A verbatim transcript of the lines below, starting at the first and ending with the one that holds "use crate::viewer::HeadlessViewer;", is what should be produced.
====== INFORMATION SHOWN ======
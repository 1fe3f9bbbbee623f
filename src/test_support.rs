//! Builders shared by unit tests.

use crate::api::StaticSceneSource;
use crate::navigation::NavigationController;
use crate::options::TourOptions;
use crate::scene::{Hotspot, HotspotType, Scene, SceneSummary};
use crate::viewer::HeadlessViewer;

/// Stable id derived from a slug, so tests can refer to scenes by slug.
pub(crate) fn scene_id(slug: &str) -> u64 {
    slug.bytes()
        .fold(0, |acc: u64, b| acc.wrapping_mul(31).wrapping_add(u64::from(b)))
}

pub(crate) fn scene(slug: &str, hotspots: Vec<Hotspot>) -> Scene {
    Scene {
        id: scene_id(slug),
        slug: slug.to_owned(),
        title: slug.to_uppercase(),
        description: String::new(),
        building: "Gedung Utama".into(),
        floor: Some(1),
        floor_description: String::new(),
        location: "Yogyakarta".into(),
        author: String::new(),
        published_date: None,
        panorama_image: Some(format!(
            "http://127.0.0.1:8000/media/panoramas/{slug}.jpg"
        )),
        thumbnail: None,
        initial_pitch: 0.0,
        initial_yaw: 0.0,
        initial_fov: None,
        is_featured: false,
        hotspots,
    }
}

pub(crate) fn nav_hotspot(id: u64, target: &str) -> Hotspot {
    Hotspot {
        id,
        from_scene: None,
        to_scene: Some(scene_id(target)),
        hotspot_type: HotspotType::Scene,
        to_scene_slug: Some(target.to_owned()),
        to_scene_title: Some(target.to_uppercase()),
        text: format!("To {target}"),
        info_description: String::new(),
        pitch: -5.0,
        yaw: 30.0,
    }
}

pub(crate) fn info_hotspot(id: u64, text: &str, description: &str) -> Hotspot {
    Hotspot {
        id,
        from_scene: None,
        to_scene: None,
        hotspot_type: HotspotType::Info,
        to_scene_slug: None,
        to_scene_title: None,
        text: text.to_owned(),
        info_description: description.to_owned(),
        pitch: 10.0,
        yaw: -45.0,
    }
}

pub(crate) fn summary(
    slug: &str,
    building: &str,
    floor: Option<u8>,
) -> SceneSummary {
    SceneSummary {
        id: scene_id(slug),
        slug: slug.to_owned(),
        title: slug.to_uppercase(),
        thumbnail: None,
        building: building.to_owned(),
        floor,
        location: String::new(),
        is_featured: false,
    }
}

pub(crate) type FixtureController =
    NavigationController<StaticSceneSource, HeadlessViewer>;

/// Controller over `scenes` with the first scene already displayed.
pub(crate) fn fixture_controller(scenes: Vec<Scene>) -> FixtureController {
    controller_with(StaticSceneSource::new(scenes), TourOptions::default())
}

/// Controller over `source`, showing its first scene when it has one.
pub(crate) fn controller_with(
    source: StaticSceneSource,
    options: TourOptions,
) -> FixtureController {
    let first = source.scenes().first().map(|s| s.slug.clone());
    let mut controller =
        NavigationController::new(source, HeadlessViewer::new(), options);
    if let Some(slug) = first {
        assert!(controller.load_scene(&slug), "fixture scene '{slug}' failed");
    }
    controller
}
======
→ **EXPECTED ANSWER**:
repository 1fe3f9bbbbee623f
filename src/test_support.rs
//! Builders shared by unit tests.

use crate::api::StaticSceneSource;
use crate::navigation::NavigationController;
use crate::options::TourOptions;
use crate::scene::{Hotspot, HotspotType, Scene, SceneSummary};
use crate::viewer::HeadlessViewer;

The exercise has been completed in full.